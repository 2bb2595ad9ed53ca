//! Merchant order records keyed by merchant transaction id
//!
//! The gateway only asks for state transitions. Stores must apply them idempotently because
//! the processor delivers callbacks at least once.
use std::{fmt::Display, str::FromStr};

use async_trait::async_trait;

mod db;
mod memory;

pub use db::SqliteOrderStore;
pub use memory::InMemoryOrderStore;

#[derive(Debug, Clone, Copy, PartialEq, Eq, serde::Serialize, serde::Deserialize)]
#[serde(rename_all = "kebab-case")]
pub enum OrderStatus {
    Initiated,
    Paid,
    Failed,
    /// Processor reported something that is neither success nor failure
    PendingUnknown,
}

impl OrderStatus {
    pub fn as_str(&self) -> &'static str {
        match self {
            Self::Initiated => "initiated",
            Self::Paid => "paid",
            Self::Failed => "failed",
            Self::PendingUnknown => "pending-unknown",
        }
    }

    pub fn is_terminal(&self) -> bool {
        matches!(self, Self::Paid | Self::Failed)
    }

    /// Decide whether moving from `current` to `self` changes anything.
    pub fn transition_from(self, current: Option<OrderStatus>) -> Transition {
        match current {
            Some(current) if current.is_terminal() || current == self => Transition::Unchanged,
            _ => Transition::Applied,
        }
    }
}

impl Display for OrderStatus {
    fn fmt(&self, f: &mut std::fmt::Formatter<'_>) -> std::fmt::Result {
        f.write_str(self.as_str())
    }
}

impl FromStr for OrderStatus {
    type Err = OrderStoreError;

    fn from_str(s: &str) -> Result<Self, Self::Err> {
        match s {
            "initiated" => Ok(Self::Initiated),
            "paid" => Ok(Self::Paid),
            "failed" => Ok(Self::Failed),
            "pending-unknown" => Ok(Self::PendingUnknown),
            other => Err(OrderStoreError::UnknownStatus(other.to_string())),
        }
    }
}

/// Outcome of a transition request
#[derive(Debug, Clone, Copy, PartialEq, Eq)]
pub enum Transition {
    Applied,
    /// Order already had this status or was already settled
    Unchanged,
}

#[derive(Debug, Clone, PartialEq, Eq)]
pub struct NewOrder {
    pub transaction_id: String,
    pub buyer_id: String,
    /// Amount in minor currency units
    pub amount: u64,
}

#[derive(Debug, Clone, PartialEq, Eq)]
pub struct Order {
    pub transaction_id: String,
    /// Unknown when the order was first seen through a callback
    pub buyer_id: Option<String>,
    pub amount: Option<u64>,
    pub status: OrderStatus,
}

#[derive(Debug, thiserror::Error)]
pub enum OrderStoreError {
    #[error("database error: {0}")]
    Database(#[from] sqlx::Error),
    #[error("database migration error: {0}")]
    Migration(#[from] sqlx::migrate::MigrateError),
    #[error("database file error: {0}")]
    Io(#[from] std::io::Error),
    #[error("invalid database url: {0}")]
    InvalidUrl(String),
    #[error("unknown order status in store: {0}")]
    UnknownStatus(String),
    #[error("amount {0} does not fit the order store")]
    AmountOutOfRange(u64),
}

#[async_trait]
pub trait OrderStore: Send + Sync {
    /// Register a freshly initiated payment attempt. Existing records are left untouched.
    async fn record_initiated(&self, order: &NewOrder) -> Result<(), OrderStoreError>;

    /// Move an order to `status`. Settled orders never change again.
    /// Unknown transaction ids are created with `status`.
    async fn record_transition(
        &self,
        transaction_id: &str,
        status: OrderStatus,
    ) -> Result<Transition, OrderStoreError>;

    async fn get(&self, transaction_id: &str) -> Result<Option<Order>, OrderStoreError>;
}

#[cfg(test)]
mod tests {
    use super::*;

    #[test]
    fn settled_orders_never_transition() {
        for settled in [OrderStatus::Paid, OrderStatus::Failed] {
            for next in [
                OrderStatus::Paid,
                OrderStatus::Failed,
                OrderStatus::PendingUnknown,
            ] {
                assert_eq!(next.transition_from(Some(settled)), Transition::Unchanged);
            }
        }
    }

    #[test]
    fn pending_orders_can_settle() {
        assert_eq!(
            OrderStatus::Paid.transition_from(Some(OrderStatus::PendingUnknown)),
            Transition::Applied
        );
        assert_eq!(
            OrderStatus::Failed.transition_from(Some(OrderStatus::Initiated)),
            Transition::Applied
        );
        assert_eq!(
            OrderStatus::PendingUnknown.transition_from(Some(OrderStatus::PendingUnknown)),
            Transition::Unchanged
        );
        assert_eq!(OrderStatus::Paid.transition_from(None), Transition::Applied);
    }

    #[test]
    fn status_text_round_trip() {
        for status in [
            OrderStatus::Initiated,
            OrderStatus::Paid,
            OrderStatus::Failed,
            OrderStatus::PendingUnknown,
        ] {
            assert_eq!(status.as_str().parse::<OrderStatus>().unwrap(), status);
        }
        assert!("settled".parse::<OrderStatus>().is_err());
    }
}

★ ★ ★

**EXERCISE INSTRUCTIONS:** Your answer should be the lines of the material above that include "OrderStoreError".

**SOLUTION BELOW:**
    type Err = OrderStoreError;
            other => Err(OrderStoreError::UnknownStatus(other.to_string())),
pub enum OrderStoreError {
    async fn record_initiated(&self, order: &NewOrder) -> Result<(), OrderStoreError>;
    ) -> Result<Transition, OrderStoreError>;
    async fn get(&self, transaction_id: &str) -> Result<Option<Order>, OrderStoreError>;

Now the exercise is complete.